Read the data, and whenever a line holds the word "crate", report that line.

Stored data entries
★ ★ ★ ★ ★ ★ ★

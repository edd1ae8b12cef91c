//! TOML-based dataset profiles and built-in presets.
//!
//! A profile tells the pipeline how one dataset kind (production, battery,
//! charger, ...) is normalized and reduced: which columns are numeric, which
//! raw strings mean "no data", how values are scaled, and how each column
//! combines when buckets are coarsened.

use std::collections::HashSet;
use std::fmt;
use std::fs;
use std::path::Path;

use serde::Deserialize;

use crate::series::markers::MarkerFields;
use crate::series::normalize::{FieldPolicy, SentinelMatch, SentinelPolicy};
use crate::series::types::{FieldReducerSpec, Reducer, TIMESTAMP_FIELD};
use crate::series::window::DEFAULT_WINDOW_DAYS;

/// Sentinel used by charger consumption/production columns.
const NO_DATA: &str = "-1.00";
/// Sentinel used by state-of-charge columns when no vehicle is connected.
const NO_VEHICLE: &str = "-0.1";

/// Top-level dataset profile parsed from TOML.
///
/// Load from TOML with [`DatasetProfile::from_toml_file`] or use
/// [`DatasetProfile::from_preset`] for one of the built-in dataset kinds.
#[derive(Debug, Clone, Deserialize)]
#[serde(deny_unknown_fields)]
pub struct DatasetProfile {
    /// Dataset identity and view defaults.
    #[serde(default)]
    pub dataset: DatasetConfig,
    /// Numeric columns, in chart order.
    #[serde(default)]
    pub fields: Vec<FieldConfig>,
    /// EV session marker columns (charger datasets only).
    #[serde(default)]
    pub markers: Option<MarkerConfig>,
}

/// Dataset identity and view defaults.
#[derive(Debug, Clone, Deserialize)]
#[serde(default, deny_unknown_fields)]
pub struct DatasetConfig {
    /// Short identifier.
    pub name: String,
    /// Chart title.
    pub title: String,
    /// Days shown in the initial window (must be > 0).
    pub default_days: u32,
    /// Sentinel comparison mode: `"exact"` or `"numeric"`.
    pub sentinel_match: SentinelMatch,
}

impl Default for DatasetConfig {
    fn default() -> Self {
        Self {
            name: "custom".to_string(),
            title: "Custom dataset".to_string(),
            default_days: DEFAULT_WINDOW_DAYS,
            sentinel_match: SentinelMatch::Exact,
        }
    }
}

/// One numeric column.
#[derive(Debug, Clone, Deserialize)]
#[serde(deny_unknown_fields)]
pub struct FieldConfig {
    /// Column name as it appears in the CSV header.
    pub name: String,
    /// How the column combines within a bucket.
    pub reducer: Reducer,
    /// Raw strings meaning "no data".
    #[serde(default)]
    pub sentinels: Vec<String>,
    /// Multiplier applied to parsed values (e.g. 100 for fractions shown as %).
    #[serde(default = "default_scale")]
    pub scale: f64,
}

fn default_scale() -> f64 {
    1.0
}

impl FieldConfig {
    fn new(name: &str, reducer: Reducer) -> Self {
        Self {
            name: name.to_string(),
            reducer,
            sentinels: Vec::new(),
            scale: 1.0,
        }
    }

    fn sentinels(mut self, sentinels: &[&str]) -> Self {
        self.sentinels = sentinels.iter().map(|s| (*s).to_string()).collect();
        self
    }

    fn scale(mut self, scale: f64) -> Self {
        self.scale = scale;
        self
    }
}

/// EV session marker columns.
#[derive(Debug, Clone, Deserialize)]
#[serde(default, deny_unknown_fields)]
pub struct MarkerConfig {
    /// Countdown column that is zero on the arrival step.
    pub arrival_field: String,
    /// Countdown column that is zero on the departure step.
    pub departure_field: String,
    /// Column holding the vehicle name.
    pub name_field: String,
}

impl Default for MarkerConfig {
    fn default() -> Self {
        let fields = MarkerFields::default();
        Self {
            arrival_field: fields.arrival_field,
            departure_field: fields.departure_field,
            name_field: fields.name_field,
        }
    }
}

/// Configuration error with field path and constraint description.
#[derive(Debug)]
pub struct ConfigError {
    /// Dotted field path (e.g., `"fields[2].scale"`).
    pub field: String,
    /// Human-readable constraint description.
    pub message: String,
}

impl fmt::Display for ConfigError {
    fn fmt(&self, f: &mut fmt::Formatter<'_>) -> fmt::Result {
        write!(f, "config error: {}: {}", self.field, self.message)
    }
}

impl std::error::Error for ConfigError {}

impl DatasetProfile {
    fn preset(name: &str, title: &str, fields: Vec<FieldConfig>) -> Self {
        Self {
            dataset: DatasetConfig {
                name: name.to_string(),
                title: title.to_string(),
                ..DatasetConfig::default()
            },
            fields,
            markers: None,
        }
    }

    /// Building energy production: PV and EV discharge, summed.
    pub fn production() -> Self {
        Self::preset(
            "production",
            "Energy production",
            vec![
                FieldConfig::new("Energy Production from PV-kWh", Reducer::Sum),
                FieldConfig::new("Energy Production from EV-kWh", Reducer::Sum),
            ],
        )
    }

    /// Building energy consumption by end use, summed. Columns follow the
    /// CityLearn building export naming.
    pub fn consumption() -> Self {
        Self::preset(
            "consumption",
            "Energy consumption",
            vec![
                FieldConfig::new("Non-shiftable Load-kWh", Reducer::Sum),
                FieldConfig::new("Cooling Demand-kWh", Reducer::Sum),
                FieldConfig::new("Heating Demand-kWh", Reducer::Sum),
                FieldConfig::new("DHW Demand-kWh", Reducer::Sum),
            ],
        )
    }

    /// Stationary battery: state of charge (%) averaged, energy flow summed.
    pub fn battery() -> Self {
        Self::preset(
            "battery",
            "Battery",
            vec![
                FieldConfig::new("Battery Soc-%", Reducer::Average)
                    .sentinels(&[NO_DATA, NO_VEHICLE])
                    .scale(100.0),
                FieldConfig::new("Battery (Dis)Charge-kWh", Reducer::Sum),
            ],
        )
    }

    /// EV charger: energy summed, connected vehicle SOC averaged, session markers.
    pub fn charger() -> Self {
        let soc = |name: &str| {
            FieldConfig::new(name, Reducer::Average)
                .sentinels(&[NO_DATA, NO_VEHICLE])
                .scale(100.0)
        };
        Self {
            markers: Some(MarkerConfig::default()),
            ..Self::preset(
                "charger",
                "Charger",
                vec![
                    FieldConfig::new("Charger Consumption-kWh", Reducer::Sum).sentinels(&[NO_DATA]),
                    FieldConfig::new("Charger Production-kWh", Reducer::Sum).sentinels(&[NO_DATA]),
                    soc("EV Estimated SOC Arrival-%"),
                    soc("EV Required SOC Departure-%"),
                    soc("EV SOC-%"),
                ],
            )
        }
    }

    /// Electric vehicle state of charge, averaged.
    pub fn ev() -> Self {
        Self::preset(
            "ev",
            "Electric vehicle",
            vec![
                FieldConfig::new("electric_vehicle_estimated_soc_arrival", Reducer::Average)
                    .sentinels(&[NO_VEHICLE]),
                FieldConfig::new("electric_vehicle_required_soc_departure", Reducer::Average)
                    .sentinels(&[NO_VEHICLE]),
                FieldConfig::new("electric_vehicle_soc", Reducer::Average).sentinels(&["-1.0"]),
            ],
        )
    }

    /// Electricity price and its forecasts, averaged.
    pub fn pricing() -> Self {
        Self::preset(
            "pricing",
            "Electricity pricing",
            vec![
                FieldConfig::new("electricity_pricing-$/kWh", Reducer::Average),
                FieldConfig::new("electricity_pricing_predicted_1-$/kWh", Reducer::Average),
                FieldConfig::new("electricity_pricing_predicted_2-$/kWh", Reducer::Average),
                FieldConfig::new("electricity_pricing_predicted_3-$/kWh", Reducer::Average),
            ],
        )
    }

    /// Available preset names.
    pub const PRESETS: &[&str] = &[
        "production",
        "consumption",
        "battery",
        "charger",
        "ev",
        "pricing",
    ];

    /// Loads a profile from a named preset.
    ///
    /// # Errors
    ///
    /// Returns a `ConfigError` if the preset name is unknown.
    pub fn from_preset(name: &str) -> Result<Self, ConfigError> {
        match name {
            "production" => Ok(Self::production()),
            "consumption" => Ok(Self::consumption()),
            "battery" => Ok(Self::battery()),
            "charger" => Ok(Self::charger()),
            "ev" => Ok(Self::ev()),
            "pricing" => Ok(Self::pricing()),
            _ => Err(ConfigError {
                field: "preset".to_string(),
                message: format!(
                    "unknown preset \"{name}\", available: {}",
                    Self::PRESETS.join(", ")
                ),
            }),
        }
    }

    /// Parses a profile from a TOML file.
    ///
    /// # Errors
    ///
    /// Returns a `ConfigError` if the file cannot be read or the TOML is invalid.
    pub fn from_toml_file(path: &Path) -> Result<Self, ConfigError> {
        let content = fs::read_to_string(path).map_err(|e| ConfigError {
            field: "profile".to_string(),
            message: format!("cannot read \"{}\": {e}", path.display()),
        })?;
        Self::from_toml_str(&content)
    }

    /// Parses a profile from a TOML string.
    ///
    /// # Errors
    ///
    /// Returns a `ConfigError` if the TOML is invalid or contains unknown fields.
    pub fn from_toml_str(s: &str) -> Result<Self, ConfigError> {
        toml::from_str(s).map_err(|e| ConfigError {
            field: "toml".to_string(),
            message: e.to_string(),
        })
    }

    /// Validates all fields and returns a list of errors.
    ///
    /// Returns an empty vector if the profile is valid.
    pub fn validate(&self) -> Vec<ConfigError> {
        let mut errors = Vec::new();

        if self.dataset.default_days == 0 {
            errors.push(ConfigError {
                field: "dataset.default_days".into(),
                message: "must be > 0".into(),
            });
        }
        if self.fields.is_empty() {
            errors.push(ConfigError {
                field: "fields".into(),
                message: "at least one field is required".into(),
            });
        }

        let mut seen = HashSet::new();
        for (i, field) in self.fields.iter().enumerate() {
            let path = format!("fields[{i}]");
            if field.name.trim().is_empty() {
                errors.push(ConfigError {
                    field: format!("{path}.name"),
                    message: "must not be empty".into(),
                });
            } else if field.name == TIMESTAMP_FIELD {
                errors.push(ConfigError {
                    field: format!("{path}.name"),
                    message: format!("\"{TIMESTAMP_FIELD}\" is reserved"),
                });
            } else if !seen.insert(field.name.as_str()) {
                errors.push(ConfigError {
                    field: format!("{path}.name"),
                    message: format!("duplicate field \"{}\"", field.name),
                });
            }
            if !field.scale.is_finite() || field.scale == 0.0 {
                errors.push(ConfigError {
                    field: format!("{path}.scale"),
                    message: "must be finite and non-zero".into(),
                });
            }
            if field.sentinels.iter().any(|s| s.trim().is_empty()) {
                errors.push(ConfigError {
                    field: format!("{path}.sentinels"),
                    message: "must not contain empty strings".into(),
                });
            }
        }

        if let Some(markers) = &self.markers {
            let columns = [
                ("markers.arrival_field", &markers.arrival_field),
                ("markers.departure_field", &markers.departure_field),
                ("markers.name_field", &markers.name_field),
            ];
            for (path, column) in columns {
                if column.trim().is_empty() {
                    errors.push(ConfigError {
                        field: path.into(),
                        message: "must not be empty".into(),
                    });
                }
            }
        }

        errors
    }

    /// Normalization rules for this profile's columns.
    pub fn sentinel_policy(&self) -> SentinelPolicy {
        self.fields.iter().fold(
            SentinelPolicy::new(self.dataset.sentinel_match),
            |policy, field| {
                policy.with_field(
                    field.name.clone(),
                    FieldPolicy::new(field.sentinels.iter().cloned(), field.scale),
                )
            },
        )
    }

    /// Reducers for this profile's columns, in declaration order.
    pub fn reducers(&self) -> FieldReducerSpec {
        self.fields
            .iter()
            .map(|field| (field.name.clone(), field.reducer))
            .collect()
    }

    /// Marker columns, if this dataset carries EV sessions.
    pub fn marker_fields(&self) -> Option<MarkerFields> {
        self.markers.as_ref().map(|m| MarkerFields {
            arrival_field: m.arrival_field.clone(),
            departure_field: m.departure_field.clone(),
            name_field: m.name_field.clone(),
        })
    }
}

★ ★ ★ ★ ★ ★ ★

### FINAL ANSWER
use crate::series::markers::MarkerFields;
use crate::series::normalize::{FieldPolicy, SentinelMatch, SentinelPolicy};
use crate::series::types::{FieldReducerSpec, Reducer, TIMESTAMP_FIELD};
use crate::series::window::DEFAULT_WINDOW_DAYS;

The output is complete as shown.